* **Data**:
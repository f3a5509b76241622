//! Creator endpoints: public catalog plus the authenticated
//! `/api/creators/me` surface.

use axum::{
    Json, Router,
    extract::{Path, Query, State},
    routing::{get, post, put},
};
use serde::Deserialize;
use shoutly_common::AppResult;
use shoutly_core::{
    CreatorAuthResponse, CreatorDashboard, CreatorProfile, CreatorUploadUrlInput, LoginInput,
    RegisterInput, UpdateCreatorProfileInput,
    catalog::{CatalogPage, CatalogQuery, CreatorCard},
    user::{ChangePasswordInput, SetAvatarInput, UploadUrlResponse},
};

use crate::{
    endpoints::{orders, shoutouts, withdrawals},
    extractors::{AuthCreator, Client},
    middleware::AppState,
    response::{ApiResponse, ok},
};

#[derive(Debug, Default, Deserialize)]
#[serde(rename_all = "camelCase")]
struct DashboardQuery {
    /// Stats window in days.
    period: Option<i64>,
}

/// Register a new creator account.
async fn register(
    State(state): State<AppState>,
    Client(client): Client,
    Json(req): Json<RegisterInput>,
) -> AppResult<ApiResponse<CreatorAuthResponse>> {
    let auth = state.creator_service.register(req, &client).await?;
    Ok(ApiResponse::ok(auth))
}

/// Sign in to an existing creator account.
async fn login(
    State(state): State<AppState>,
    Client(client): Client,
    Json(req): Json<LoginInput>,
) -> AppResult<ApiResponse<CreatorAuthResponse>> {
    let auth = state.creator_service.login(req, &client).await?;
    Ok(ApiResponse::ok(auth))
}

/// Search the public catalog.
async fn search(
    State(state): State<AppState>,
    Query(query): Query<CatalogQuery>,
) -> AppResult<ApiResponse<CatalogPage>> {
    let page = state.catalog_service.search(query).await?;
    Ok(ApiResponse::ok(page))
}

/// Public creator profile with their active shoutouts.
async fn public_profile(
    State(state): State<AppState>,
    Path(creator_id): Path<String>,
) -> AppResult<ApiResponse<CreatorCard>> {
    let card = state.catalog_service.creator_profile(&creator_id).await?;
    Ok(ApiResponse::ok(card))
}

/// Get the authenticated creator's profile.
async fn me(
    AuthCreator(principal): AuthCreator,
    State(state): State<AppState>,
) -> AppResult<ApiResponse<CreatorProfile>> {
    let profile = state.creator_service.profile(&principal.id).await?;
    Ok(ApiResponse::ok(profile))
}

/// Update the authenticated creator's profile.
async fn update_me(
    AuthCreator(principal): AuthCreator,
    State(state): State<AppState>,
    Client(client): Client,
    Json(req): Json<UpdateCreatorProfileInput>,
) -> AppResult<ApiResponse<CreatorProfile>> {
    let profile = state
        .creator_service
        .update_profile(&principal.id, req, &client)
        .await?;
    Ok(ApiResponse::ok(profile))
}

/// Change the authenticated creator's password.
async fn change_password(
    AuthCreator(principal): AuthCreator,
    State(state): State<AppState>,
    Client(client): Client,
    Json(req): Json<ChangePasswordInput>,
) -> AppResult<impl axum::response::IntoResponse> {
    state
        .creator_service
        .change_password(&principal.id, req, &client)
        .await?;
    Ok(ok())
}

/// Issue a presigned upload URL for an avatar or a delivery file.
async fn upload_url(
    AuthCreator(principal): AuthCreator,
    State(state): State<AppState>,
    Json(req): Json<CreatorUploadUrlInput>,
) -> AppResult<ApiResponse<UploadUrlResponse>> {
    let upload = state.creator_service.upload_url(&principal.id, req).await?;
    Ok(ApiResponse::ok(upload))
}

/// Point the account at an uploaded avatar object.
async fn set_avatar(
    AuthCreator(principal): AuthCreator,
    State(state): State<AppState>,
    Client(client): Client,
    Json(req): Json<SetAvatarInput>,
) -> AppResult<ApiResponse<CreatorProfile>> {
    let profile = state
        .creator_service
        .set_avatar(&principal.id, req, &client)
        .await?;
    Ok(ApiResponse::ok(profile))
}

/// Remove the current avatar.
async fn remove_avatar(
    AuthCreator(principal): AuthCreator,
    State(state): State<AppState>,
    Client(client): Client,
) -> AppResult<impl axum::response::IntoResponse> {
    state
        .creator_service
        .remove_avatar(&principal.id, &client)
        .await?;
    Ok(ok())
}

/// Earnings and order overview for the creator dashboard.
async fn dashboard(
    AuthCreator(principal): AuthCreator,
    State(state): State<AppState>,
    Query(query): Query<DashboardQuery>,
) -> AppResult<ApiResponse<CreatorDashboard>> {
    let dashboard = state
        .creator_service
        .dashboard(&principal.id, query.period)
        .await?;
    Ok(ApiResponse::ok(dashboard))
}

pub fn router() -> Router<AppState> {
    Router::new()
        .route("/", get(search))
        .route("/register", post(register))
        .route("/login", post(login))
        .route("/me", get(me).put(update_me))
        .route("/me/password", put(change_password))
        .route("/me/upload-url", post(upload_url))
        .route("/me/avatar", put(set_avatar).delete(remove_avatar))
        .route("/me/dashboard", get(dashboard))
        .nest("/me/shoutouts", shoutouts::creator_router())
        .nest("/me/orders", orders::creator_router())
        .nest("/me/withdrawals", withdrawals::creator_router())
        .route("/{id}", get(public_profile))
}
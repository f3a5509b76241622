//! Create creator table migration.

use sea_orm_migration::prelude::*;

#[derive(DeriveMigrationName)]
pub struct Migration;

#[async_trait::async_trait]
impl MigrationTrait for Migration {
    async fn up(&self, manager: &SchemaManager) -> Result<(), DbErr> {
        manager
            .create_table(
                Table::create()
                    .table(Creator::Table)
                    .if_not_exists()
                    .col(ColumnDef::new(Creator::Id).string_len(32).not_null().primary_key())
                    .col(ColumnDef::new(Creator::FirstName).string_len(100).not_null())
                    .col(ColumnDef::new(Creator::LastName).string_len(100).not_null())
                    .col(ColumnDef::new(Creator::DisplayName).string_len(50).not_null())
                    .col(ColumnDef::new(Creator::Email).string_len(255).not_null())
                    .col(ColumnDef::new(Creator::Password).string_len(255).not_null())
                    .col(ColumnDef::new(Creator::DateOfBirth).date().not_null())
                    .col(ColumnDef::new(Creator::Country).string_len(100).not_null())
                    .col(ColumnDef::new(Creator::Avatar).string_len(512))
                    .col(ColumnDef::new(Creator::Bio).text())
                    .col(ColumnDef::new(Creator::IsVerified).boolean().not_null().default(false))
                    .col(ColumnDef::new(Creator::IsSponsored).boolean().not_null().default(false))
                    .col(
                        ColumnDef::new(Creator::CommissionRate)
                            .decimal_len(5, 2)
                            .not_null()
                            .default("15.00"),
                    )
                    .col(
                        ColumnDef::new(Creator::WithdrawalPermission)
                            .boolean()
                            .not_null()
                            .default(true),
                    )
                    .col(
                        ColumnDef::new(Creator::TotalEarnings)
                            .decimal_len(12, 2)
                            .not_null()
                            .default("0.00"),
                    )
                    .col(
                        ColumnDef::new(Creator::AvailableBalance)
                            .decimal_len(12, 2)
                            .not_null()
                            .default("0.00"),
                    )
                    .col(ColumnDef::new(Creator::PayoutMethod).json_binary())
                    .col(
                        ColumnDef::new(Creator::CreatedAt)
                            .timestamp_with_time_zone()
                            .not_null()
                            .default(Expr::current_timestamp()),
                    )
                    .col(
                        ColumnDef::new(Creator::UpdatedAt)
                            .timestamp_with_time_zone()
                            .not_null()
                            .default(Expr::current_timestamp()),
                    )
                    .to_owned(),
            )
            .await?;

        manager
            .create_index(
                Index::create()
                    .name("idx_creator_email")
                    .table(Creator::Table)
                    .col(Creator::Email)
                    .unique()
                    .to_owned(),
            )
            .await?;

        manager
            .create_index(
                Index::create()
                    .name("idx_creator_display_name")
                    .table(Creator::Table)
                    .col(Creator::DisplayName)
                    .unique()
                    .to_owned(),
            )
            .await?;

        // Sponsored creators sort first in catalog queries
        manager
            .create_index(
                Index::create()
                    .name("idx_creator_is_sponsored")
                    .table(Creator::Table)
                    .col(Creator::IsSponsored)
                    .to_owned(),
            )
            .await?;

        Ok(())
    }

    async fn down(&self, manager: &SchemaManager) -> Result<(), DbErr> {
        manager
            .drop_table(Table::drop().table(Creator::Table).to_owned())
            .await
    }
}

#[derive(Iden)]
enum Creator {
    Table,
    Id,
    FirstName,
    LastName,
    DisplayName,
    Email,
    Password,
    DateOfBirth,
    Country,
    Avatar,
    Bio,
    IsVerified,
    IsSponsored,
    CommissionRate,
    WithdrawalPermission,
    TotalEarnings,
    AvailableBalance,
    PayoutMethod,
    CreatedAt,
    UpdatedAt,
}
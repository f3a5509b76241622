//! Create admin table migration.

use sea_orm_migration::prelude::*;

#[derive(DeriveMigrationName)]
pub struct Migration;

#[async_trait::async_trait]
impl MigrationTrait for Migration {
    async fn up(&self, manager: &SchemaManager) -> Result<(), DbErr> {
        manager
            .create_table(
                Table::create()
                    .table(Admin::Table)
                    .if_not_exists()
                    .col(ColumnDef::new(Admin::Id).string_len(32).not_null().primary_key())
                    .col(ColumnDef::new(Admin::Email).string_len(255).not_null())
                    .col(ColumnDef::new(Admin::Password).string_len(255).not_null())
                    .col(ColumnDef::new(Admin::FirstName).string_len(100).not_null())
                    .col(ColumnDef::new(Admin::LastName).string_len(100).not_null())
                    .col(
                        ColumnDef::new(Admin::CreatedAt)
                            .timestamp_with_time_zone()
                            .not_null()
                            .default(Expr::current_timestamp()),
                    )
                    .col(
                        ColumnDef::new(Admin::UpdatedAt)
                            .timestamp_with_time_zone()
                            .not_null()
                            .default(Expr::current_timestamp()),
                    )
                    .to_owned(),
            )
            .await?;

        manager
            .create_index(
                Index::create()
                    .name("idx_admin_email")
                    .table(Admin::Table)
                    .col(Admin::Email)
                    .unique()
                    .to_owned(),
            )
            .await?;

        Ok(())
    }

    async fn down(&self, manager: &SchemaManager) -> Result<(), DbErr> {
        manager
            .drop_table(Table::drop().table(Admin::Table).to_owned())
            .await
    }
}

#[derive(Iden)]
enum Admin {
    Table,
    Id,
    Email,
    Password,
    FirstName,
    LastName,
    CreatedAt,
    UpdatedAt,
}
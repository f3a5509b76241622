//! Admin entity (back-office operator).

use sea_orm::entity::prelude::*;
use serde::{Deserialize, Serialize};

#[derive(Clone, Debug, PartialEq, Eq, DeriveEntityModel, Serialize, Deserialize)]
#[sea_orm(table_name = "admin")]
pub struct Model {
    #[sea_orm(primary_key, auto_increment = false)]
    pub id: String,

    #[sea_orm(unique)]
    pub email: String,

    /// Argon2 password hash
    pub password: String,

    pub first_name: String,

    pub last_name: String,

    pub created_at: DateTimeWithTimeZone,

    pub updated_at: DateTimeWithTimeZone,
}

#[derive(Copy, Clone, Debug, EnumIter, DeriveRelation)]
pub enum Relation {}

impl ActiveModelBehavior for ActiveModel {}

* **Work item**:
Check each line of the material above for "period" and say how many lines contain it, giving the number alone.

* **Response to the exercise**:
2